Datenskandal bei SchülerVZ: Was die Netze tun könnten

Ende letzer Woche sorgte ein Datenskandal bei SchülerVZ für Aufregung. Millionen von Profilen wurden von mindestens zwei Hackern kopiert und in ein passwortgeschütztes Internet-Forum gestellt. Allein netzpolitik.org bot jemand über eine Million Datensätze an. Die Polizei hat inzwischen einen 20-jähriger Erlanger in Berlin festgenommen.

Dabei knackten die Hacker weder Passwörter von SchülerVZ noch nutzten sie eine Sicherheitslücke aus, die einen privilegierten Zugriff gestattet. Sie griffen lediglich auf die Daten zu, die für jeden SchülerVZ-Nutzer unmittelbar nach der Anmeldung verfügbar sind.

Diese Daten haben sie allerdings nicht manuell per Mausklicks in ihrem Browser eingesehen, sondern mit einem Webspiderprogramm automatisiert ausgelesen. Technisch ist das kein Problem. Über seine Freundesliste kommt man an die Profile weiterer Nutzer, siehe Bild 1. Meist lässt sich darüber weitere Kontaktlisten einsehen, siehe Bild 2. So kommt man sehr schnell an die Profile vieler weiterer Nutzer.

Auf Xing erkennt man sehr eindrucksvoll, wie viele Nutzer sich auf diese Weise ausspionieren lassen. Bild 3 zeigt, dass man mit nur 138 Kontakten leicht über eine Million Nutzer erreicht, wenn man Kontakte dritten Grades auswertet. Ein Webspider kann innerhalb kürzester Zeit sehr viele Profile abgreifen.
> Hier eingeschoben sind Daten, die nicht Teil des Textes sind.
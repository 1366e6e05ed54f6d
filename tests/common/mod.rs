//! Common test utilities and fakes for integration tests

#![allow(dead_code)]

use std::sync::atomic::{AtomicBool, AtomicUsize, Ordering};
use std::sync::{Arc, Mutex};
use std::time::Duration;

use alloy::primitives::{Address, TxHash, U256};
use alloy::signers::local::PrivateKeySigner;
use async_trait::async_trait;

use orand_publisher::domain::EcdsaProofSummary;
use orand_publisher::{
    EcvrfProof, EpochReceipt, EpochRecord, OrandError, OrandProvider, ProviderConnector,
    Result, StructuredProof, VerificationResult,
};

/// Epoch record fixture written by the prover
pub fn fixture_epoch() -> EpochRecord {
    serde_json::from_str(include_str!("../fixtures/epoch.json")).unwrap()
}

/// Test RPC endpoint
pub fn test_rpc_url() -> &'static str {
    "http://127.0.0.1:8545"
}

/// Test provider contract address
pub fn test_provider_address() -> Address {
    Address::repeat_byte(0x0f)
}

/// Test consumer address
pub fn test_consumer_address() -> Address {
    "0x540AF102792020f7f300a3AF4fF52af1B71BfF69".parse().unwrap()
}

pub fn test_signer() -> PrivateKeySigner {
    PrivateKeySigner::random()
}

/// Verification read-back with the given validity and current epoch result
pub fn verification(valid: bool, current_epoch_result: u64) -> VerificationResult {
    VerificationResult {
        ecdsa_proof: EcdsaProofSummary {
            signer: Address::repeat_byte(0x5e),
            receiver_address: test_consumer_address(),
            receiver_epoch: current_epoch_result as u128 + 1,
            ecvrf_proof_digest: U256::from(0xd1u64),
        },
        current_epoch_number: current_epoch_result as u128,
        is_epoch_linked: current_epoch_result != 0,
        is_valid_dual_proof: valid,
        current_epoch_result: U256::from(current_epoch_result),
        verified_epoch_result: U256::from(current_epoch_result + 1),
    }
}

/// Provider fake that records every call.
///
/// With `chained` set, the fake behaves like the contract: the chain is
/// uninitialized until genesis lands, and linked afterwards.
pub struct RecordingProvider {
    valid: bool,
    current_epoch_result: u64,
    chained: bool,
    initialized: AtomicBool,
    verify_delay: Duration,
    pub verify_calls: AtomicUsize,
    pub genesis_calls: Mutex<Vec<(String, EcvrfProof)>>,
    pub publish_calls: Mutex<Vec<(Address, EcvrfProof)>>,
}

impl RecordingProvider {
    pub fn new(valid: bool, current_epoch_result: u64) -> Self {
        Self {
            valid,
            current_epoch_result,
            chained: false,
            initialized: AtomicBool::new(false),
            verify_delay: Duration::ZERO,
            verify_calls: AtomicUsize::new(0),
            genesis_calls: Mutex::new(Vec::new()),
            publish_calls: Mutex::new(Vec::new()),
        }
    }

    /// Chain starts uninitialized and is linked by the first genesis
    pub fn chained(verify_delay: Duration) -> Self {
        Self {
            chained: true,
            verify_delay,
            ..Self::new(true, 0)
        }
    }

    pub fn genesis_count(&self) -> usize {
        self.genesis_calls.lock().unwrap().len()
    }

    pub fn publish_count(&self) -> usize {
        self.publish_calls.lock().unwrap().len()
    }
}

#[async_trait]
impl OrandProvider for RecordingProvider {
    async fn verify_epoch(&self, _proof: &StructuredProof) -> Result<VerificationResult> {
        self.verify_calls.fetch_add(1, Ordering::SeqCst);
        if !self.verify_delay.is_zero() {
            tokio::time::sleep(self.verify_delay).await;
        }

        let current = if self.chained {
            u64::from(self.initialized.load(Ordering::SeqCst))
        } else {
            self.current_epoch_result
        };
        Ok(verification(self.valid, current))
    }

    async fn genesis(
        &self,
        _signer: &PrivateKeySigner,
        ecdsa_proof: &str,
        ecvrf_proof: &EcvrfProof,
    ) -> Result<TxHash> {
        let mut calls = self.genesis_calls.lock().unwrap();
        calls.push((ecdsa_proof.to_string(), ecvrf_proof.clone()));
        self.initialized.store(true, Ordering::SeqCst);
        Ok(TxHash::with_last_byte(calls.len() as u8))
    }

    async fn publish(
        &self,
        _signer: &PrivateKeySigner,
        consumer: Address,
        ecvrf_proof: &EcvrfProof,
    ) -> Result<TxHash> {
        let mut calls = self.publish_calls.lock().unwrap();
        calls.push((consumer, ecvrf_proof.clone()));
        Ok(TxHash::repeat_byte(0x80 | calls.len() as u8))
    }

    async fn wait_for_receipt(&self, tx_hash: TxHash) -> Result<EpochReceipt> {
        Ok(EpochReceipt {
            tx_hash,
            block_number: Some(1),
            status: true,
        })
    }
}

/// Connector fake that counts connection attempts
pub struct CountingConnector {
    delay: Duration,
    fail: bool,
    pub connects: AtomicUsize,
}

impl CountingConnector {
    pub fn new(delay: Duration) -> Self {
        Self {
            delay,
            fail: false,
            connects: AtomicUsize::new(0),
        }
    }

    pub fn failing() -> Self {
        Self {
            fail: true,
            ..Self::new(Duration::ZERO)
        }
    }

    pub fn connect_count(&self) -> usize {
        self.connects.load(Ordering::SeqCst)
    }
}

#[async_trait]
impl ProviderConnector for CountingConnector {
    async fn connect(
        &self,
        rpc_url: &str,
        _provider_address: Address,
    ) -> Result<Arc<dyn OrandProvider>> {
        self.connects.fetch_add(1, Ordering::SeqCst);
        if !self.delay.is_zero() {
            tokio::time::sleep(self.delay).await;
        }
        if self.fail {
            return Err(OrandError::Transport(format!("{rpc_url} unreachable")));
        }
        Ok(Arc::new(RecordingProvider::new(true, 0)))
    }
}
Was an Informationen preisgegeben wird, bestimmt man in den Netzwerken der VZ-Gruppe SchülerVZ, StudiVZ und MeinVZ weitgehend selbst. Ein Webspider fängt, sofern er nicht von einem eigenen Kontakt betrieben wird, nur öffentliche Daten ein, die jedes Netzwerkmitglied sehen kann. Bild 4 zeigt ein StudiVZ-Profil, das sehr viele Informationen für jedermann anbietet. Es finden sich dort zwar keine vollständige Adresse oder Telefonnummern, dennoch lassen sich Hochschule und Heimatort ablesen. Ebenso stehen dort Details über einen Nebenjob.

Bild 5 zeigt ein MeinVZ-Profil, das nur wenige Informationen preisgibt. Generell ist bei StudiVZ mindestens der Hochschulort und bei MeinVZ die Region einsehbar. In diesem Profil sind auch die Gruppenmitgliedschaften sichtbar.